### WORK TASK
Could you give the whole listing again, exactly as it reads?

### GIVEN DATA

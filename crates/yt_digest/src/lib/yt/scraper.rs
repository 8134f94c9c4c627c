use reqwest::{Client, StatusCode, Url};
use serde_json::json;

use crate::{
    error::TranscriptError,
    parser::YtHtmlDocument,
    types::{CaptionTrack, PlayerResponse, VideoId},
    yt::CaptionSource,
};

/// Fetches caption data straight from youtube.com
#[derive(Debug, Clone)]
pub struct Scraper {
    client: Client,
    base_url: String,
}

impl Default for Scraper {
    fn default() -> Self {
        Self::new(Client::new())
    }
}

impl Scraper {
    const BASE_URL: &str = "https://www.youtube.com";
    const CLIENT_NAME: &str = "ANDROID";
    const CLIENT_VERSION: &str = "20.10.38";

    pub fn new(client: Client) -> Self {
        Self {
            client,
            base_url: Self::BASE_URL.into(),
        }
    }

    pub fn with_base_url(mut self, url: impl Into<String>) -> Self {
        self.base_url = url.into();
        self
    }

    fn check_status(status: StatusCode, what: &str) -> Result<(), TranscriptError> {
        if status == StatusCode::TOO_MANY_REQUESTS {
            return Err(TranscriptError::request_blocked(format!(
                "YouTube answered the {what} request with 429 Too Many Requests"
            )));
        }
        if !status.is_success() {
            return Err(TranscriptError::unknown(format!(
                "YouTube answered the {what} request with HTTP {status}"
            )));
        }
        Ok(())
    }
}

impl CaptionSource for Scraper {
    #[tracing::instrument(skip(self), fields(video_id = %video_id))]
    async fn watch_page(&self, video_id: &VideoId) -> Result<YtHtmlDocument, TranscriptError> {
        let resp = self
            .client
            .get(format!("{}/watch", self.base_url))
            .query(&[("v", video_id.as_str())])
            .header("Accept-Language", "en-US,en;q=0.9")
            // skips the EU cookie consent interstitial
            .header("Cookie", "CONSENT=YES+cb")
            .send()
            .await
            .inspect_err(|e| tracing::error!(error = %e, "Failed to make http request"))?;

        Self::check_status(resp.status(), "watch page")?;

        Ok(resp.text().await?.into())
    }

    #[tracing::instrument(skip(self, api_key), fields(video_id = %video_id))]
    async fn player_response(
        &self,
        video_id: &VideoId,
        api_key: &str,
    ) -> Result<PlayerResponse, TranscriptError> {
        let body = json!({
            "context": {
                "client": {
                    "clientName": Self::CLIENT_NAME,
                    "clientVersion": Self::CLIENT_VERSION,
                }
            },
            "videoId": video_id.as_str(),
        });

        let resp = self
            .client
            .post(format!("{}/youtubei/v1/player", self.base_url))
            .query(&[("key", api_key)])
            .json(&body)
            .send()
            .await
            .inspect_err(|e| tracing::error!(error = %e, "Failed to make http request"))?;

        Self::check_status(resp.status(), "player")?;

        let player = resp
            .json::<PlayerResponse>()
            .await
            .inspect_err(|e| tracing::error!(error = %e, "Failed to decode player response"))?;

        Ok(player)
    }

    #[tracing::instrument(skip_all, fields(language = %track.language_code))]
    async fn timed_text(&self, track: &CaptionTrack) -> Result<String, TranscriptError> {
        let url = json3_url(&track.base_url)?;

        let resp = self
            .client
            .get(url)
            .send()
            .await
            .inspect_err(|e| tracing::error!(error = %e, "Failed to make http request"))?;

        Self::check_status(resp.status(), "timed text")?;

        Ok(resp.text().await?)
    }
}

/// The caption track url with any `fmt` parameter replaced by `fmt=json3`
fn json3_url(base_url: &str) -> Result<Url, TranscriptError> {
    let mut url = Url::parse(base_url).map_err(|e| {
        TranscriptError::unknown(format!("Invalid caption track url {base_url:?}: {e}"))
    })?;

    let query = url
        .query_pairs()
        .filter(|(key, _)| *key != "fmt")
        .map(|(key, value)| (key.into_owned(), value.into_owned()))
        .collect::<Vec<_>>();

    url.query_pairs_mut()
        .clear()
        .extend_pairs(query)
        .append_pair("fmt", "json3");

    Ok(url)
}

### RESPONSE AREA
filename crates/yt_digest/src/lib/yt/scraper.rs
repository 8134f94c9c4c627c
use reqwest::{Client, StatusCode, Url};
use serde_json::json;

use crate::{
    error::TranscriptError,
    parser::YtHtmlDocument,
    types::{CaptionTrack, PlayerResponse, VideoId},
    yt::CaptionSource,
};

/// Fetches caption data straight from youtube.com
#[derive(Debug, Clone)]
pub struct Scraper {
    client: Client,
    base_url: String,
}

impl Default for Scraper {
    fn default() -> Self {
        Self::new(Client::new())
    }
}

impl Scraper {
    const BASE_URL: &str = "https://www.youtube.com";
    const CLIENT_NAME: &str = "ANDROID";
    const CLIENT_VERSION: &str = "20.10.38";

    pub fn new(client: Client) -> Self {
        Self {
            client,
            base_url: Self::BASE_URL.into(),
        }
    }

    pub fn with_base_url(mut self, url: impl Into<String>) -> Self {
        self.base_url = url.into();
        self
    }

    fn check_status(status: StatusCode, what: &str) -> Result<(), TranscriptError> {
        if status == StatusCode::TOO_MANY_REQUESTS {
            return Err(TranscriptError::request_blocked(format!(
                "YouTube answered the {what} request with 429 Too Many Requests"
            )));
        }
        if !status.is_success() {
            return Err(TranscriptError::unknown(format!(
                "YouTube answered the {what} request with HTTP {status}"
            )));
        }
        Ok(())
    }
}

impl CaptionSource for Scraper {
    #[tracing::instrument(skip(self), fields(video_id = %video_id))]
    async fn watch_page(&self, video_id: &VideoId) -> Result<YtHtmlDocument, TranscriptError> {
        let resp = self
            .client
            .get(format!("{}/watch", self.base_url))
            .query(&[("v", video_id.as_str())])
            .header("Accept-Language", "en-US,en;q=0.9")
            // skips the EU cookie consent interstitial
            .header("Cookie", "CONSENT=YES+cb")
            .send()
            .await
            .inspect_err(|e| tracing::error!(error = %e, "Failed to make http request"))?;

        Self::check_status(resp.status(), "watch page")?;

        Ok(resp.text().await?.into())
    }

    #[tracing::instrument(skip(self, api_key), fields(video_id = %video_id))]
    async fn player_response(
        &self,
        video_id: &VideoId,
        api_key: &str,
    ) -> Result<PlayerResponse, TranscriptError> {
        let body = json!({
            "context": {
                "client": {
                    "clientName": Self::CLIENT_NAME,
                    "clientVersion": Self::CLIENT_VERSION,
                }
            },
            "videoId": video_id.as_str(),
        });

        let resp = self
            .client
            .post(format!("{}/youtubei/v1/player", self.base_url))
            .query(&[("key", api_key)])
            .json(&body)
            .send()
            .await
            .inspect_err(|e| tracing::error!(error = %e, "Failed to make http request"))?;

        Self::check_status(resp.status(), "player")?;

        let player = resp
            .json::<PlayerResponse>()
            .await
            .inspect_err(|e| tracing::error!(error = %e, "Failed to decode player response"))?;

        Ok(player)
    }

    #[tracing::instrument(skip_all, fields(language = %track.language_code))]
    async fn timed_text(&self, track: &CaptionTrack) -> Result<String, TranscriptError> {
        let url = json3_url(&track.base_url)?;

        let resp = self
            .client
            .get(url)
            .send()
            .await
            .inspect_err(|e| tracing::error!(error = %e, "Failed to make http request"))?;

        Self::check_status(resp.status(), "timed text")?;

        Ok(resp.text().await?)
    }
}

/// The caption track url with any `fmt` parameter replaced by `fmt=json3`
fn json3_url(base_url: &str) -> Result<Url, TranscriptError> {
    let mut url = Url::parse(base_url).map_err(|e| {
        TranscriptError::unknown(format!("Invalid caption track url {base_url:?}: {e}"))
    })?;

    let query = url
        .query_pairs()
        .filter(|(key, _)| *key != "fmt")
        .map(|(key, value)| (key.into_owned(), value.into_owned()))
        .collect::<Vec<_>>();

    url.query_pairs_mut()
        .clear()
        .extend_pairs(query)
        .append_pair("fmt", "json3");

    Ok(url)
}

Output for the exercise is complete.